RIS ID
85719
Abstract
Pose normalization is an important step to establish shape correspondence for group comparison of anatomical structures. The most basic and widely used way is ellipsoid fitting, which provides three principal axes for shape alignment, and is often solved by least square fitting. In this paper, it is recognized that the deformation caused by neuro-degenerative diseases is usually locally irregular, behaving like the outliers to the majority of the anatomical surfaces. Therefore we hypothesize that the distance function in L1-norm may perform better than that in L2-norm for hippocampal surface fitting, and thus conduct a study to compare the influence of different distance functions. In particular, we show how to perform ellipsoid fitting via L1-norm based algebraic and geometric distances, and experimentally compare their performance together with the conventional L2-norm based distance functions.

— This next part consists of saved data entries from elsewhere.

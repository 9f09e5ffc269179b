// region:    --- Imports
use crate::error::AppError;
use axum::async_trait;
use axum::extract::{FromRequest, Request};
use axum::Json;
use serde::de::DeserializeOwned;
use validator::{Validate, ValidationErrors};

// endregion: --- Imports

/// JSON 역직렬화 후 validator 검증까지 하는 추출기
pub struct ValidatedJson<T>(pub T);

#[async_trait]
impl<S, T> FromRequest<S> for ValidatedJson<T>
where
    T: DeserializeOwned + Validate + Send,
    S: Send + Sync,
{
    type Rejection = AppError;

    async fn from_request(req: Request, state: &S) -> Result<Self, Self::Rejection> {
        let Json(value) = Json::<T>::from_request(req, state)
            .await
            .map_err(|rejection| AppError::BadRequest(rejection.body_text()))?;

        value
            .validate()
            .map_err(|errors| AppError::Validation(format_validation_errors(&errors)))?;

        Ok(Self(value))
    }
}

/// "field: message; field: message"
pub fn format_validation_errors(errors: &ValidationErrors) -> String {
    let mut messages = Vec::new();

    for (field, field_errors) in errors.errors() {
        let field_errors = match field_errors {
            validator::ValidationErrorsKind::Field(errs) => errs,
            _ => continue,
        };
        for error in field_errors {
            let message = error
                .message
                .as_ref()
                .map(|m| m.to_string())
                .unwrap_or_else(|| match error.code.as_ref() {
                    "email" => "올바른 이메일 형식이 아닙니다.".to_string(),
                    "length" => "길이가 올바르지 않습니다.".to_string(),
                    "range" => "허용 범위를 벗어났습니다.".to_string(),
                    code => format!("유효하지 않은 값입니다 ({})", code),
                });
            if *field == "__all__" {
                messages.push(message);
            } else {
                messages.push(format!("{}: {}", field, message));
            }
        }
    }

    if messages.is_empty() {
        "입력값 검증 실패".to_string()
    } else {
        messages.sort();
        messages.join("; ")
    }
}

#[cfg(test)]
mod tests {
    use super::*;
    use serde::Deserialize;

    #[derive(Debug, Deserialize, Validate)]
    struct Sample {
        #[validate(email)]
        email: String,
        #[validate(length(min = 8, message = "too short"))]
        password: String,
    }

    #[test]
    fn messages_name_each_field() {
        let sample = Sample {
            email: "nope".into(),
            password: "x".into(),
        };
        let errors = sample.validate().unwrap_err();
        let text = format_validation_errors(&errors);
        assert!(text.contains("email: 올바른 이메일 형식이 아닙니다."));
        assert!(text.contains("password: too short"));
    }
}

Our study demonstrates that L1-norm approach fits the majority of the surface, while L2-norm approach tends to fit the irregularity.
Publication Details
Zhou, L. & Salvado, O. (2011). A comparison study of ellipsoid fitting for pose normalization of hippocampal shapes. International Conference on Digital Image Computing: Techniques and Applications, DICTA 2011 (pp. 285-290). United States: The Institute of Electrical and Electronics Engineers Inc.